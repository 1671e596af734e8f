//! Core ExecutionPipeline implementation

use std::sync::Arc;

use log::info;

use crate::errors::HistoryError;
use crate::history::History;
use crate::model::{ExecutionRequestContext, InputFileProperties, InputProperties};
use crate::step::{CaptureStateStep, ExecuteStep, ExecutionResult, FingerprintInputsStep, IdentifyStep,
                  LoadExecutionStateStep, ResolveUpToDateStep, Step, StepChain, StepResult, StoreExecutionStateStep};
use crate::work::UnitOfWork;

type BoxedChain = Box<dyn Step<Input = ExecutionRequestContext, Output = ExecutionResult>>;

/// Pipeline de ejecución incremental.
///
/// Orden fijo: identify -> load history -> fingerprint -> up-to-date ->
/// execute -> capture -> store. La cadena se arma una sola vez al construir
/// el pipeline; cada corrida es síncrona y no guarda estado, así que un mismo
/// pipeline puede usarse desde varios hilos para identidades distintas.
pub struct ExecutionPipeline {
    history: Option<History>,
    chain: BoxedChain,
}

impl ExecutionPipeline {
    /// Crea el pipeline con el historial que recibirán las identidades que lo
    /// soliciten (`None` desactiva el comportamiento incremental).
    pub fn new(history: Option<History>) -> Self {
        let chain = StepChain::new(IdentifyStep::new(history.clone())).then(LoadExecutionStateStep)
                                                                      .then(FingerprintInputsStep)
                                                                      .then(ResolveUpToDateStep)
                                                                      .then(ExecuteStep)
                                                                      .then(CaptureStateStep)
                                                                      .then(StoreExecutionStateStep)
                                                                      .build();
        Self { history,
               chain: Box::new(chain) }
    }

    #[inline]
    pub fn with_history(history: History) -> Self {
        Self::new(Some(history))
    }

    #[inline]
    pub fn without_history() -> Self {
        Self::new(None)
    }

    /// Corre el pipeline completo para un pedido y devuelve su resultado.
    pub fn execute(&self, request: ExecutionRequestContext) -> ExecutionResult {
        let name = request.work().display_name().to_string();
        let result = match self.chain.execute(request) {
            StepResult::Continue(result) | StepResult::Finished(result) => result,
        };
        info!("{name}: {}", result.outcome);
        result
    }

    /// Atajo para ejecutar una unidad sin razón de rebuild.
    pub fn run(&self, work: Arc<dyn UnitOfWork>) -> ExecutionResult {
        self.execute(ExecutionRequestContext::new(work))
    }

    /// Borra el registro de `work`, forzando una ejecución completa en la
    /// próxima corrida. Devuelve `false` si la unidad no tiene historial.
    pub fn invalidate(&self, work: &dyn UnitOfWork) -> Result<bool, HistoryError> {
        let Some(history) = self.history.as_ref().filter(|_| work.tracks_history()) else {
            return Ok(false);
        };
        let identity = work.identify(&InputProperties::new(), &InputFileProperties::new());
        history.remove(identity.unique_id())?;
        info!("{}: history record removed", work.display_name());
        Ok(true)
    }
}

impl std::fmt::Debug for ExecutionPipeline {
    fn fmt(&self, f: &mut std::fmt::Formatter<'_>) -> std::fmt::Result {
        f.debug_struct("ExecutionPipeline").finish_non_exhaustive()
    }
}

*Aim of the exercise:* When you reach the line in the material above that holds "pub fn invalidate(&self, work: &dyn", begin reproducing lines exactly, and stop after the line that holds "impl std::fmt::Debug for".

*Answer for this exercise:*
    pub fn invalidate(&self, work: &dyn UnitOfWork) -> Result<bool, HistoryError> {
        let Some(history) = self.history.as_ref().filter(|_| work.tracks_history()) else {
            return Ok(false);
        };
        let identity = work.identify(&InputProperties::new(), &InputFileProperties::new());
        history.remove(identity.unique_id())?;
        info!("{}: history record removed", work.display_name());
        Ok(true)
    }
}

impl std::fmt::Debug for ExecutionPipeline {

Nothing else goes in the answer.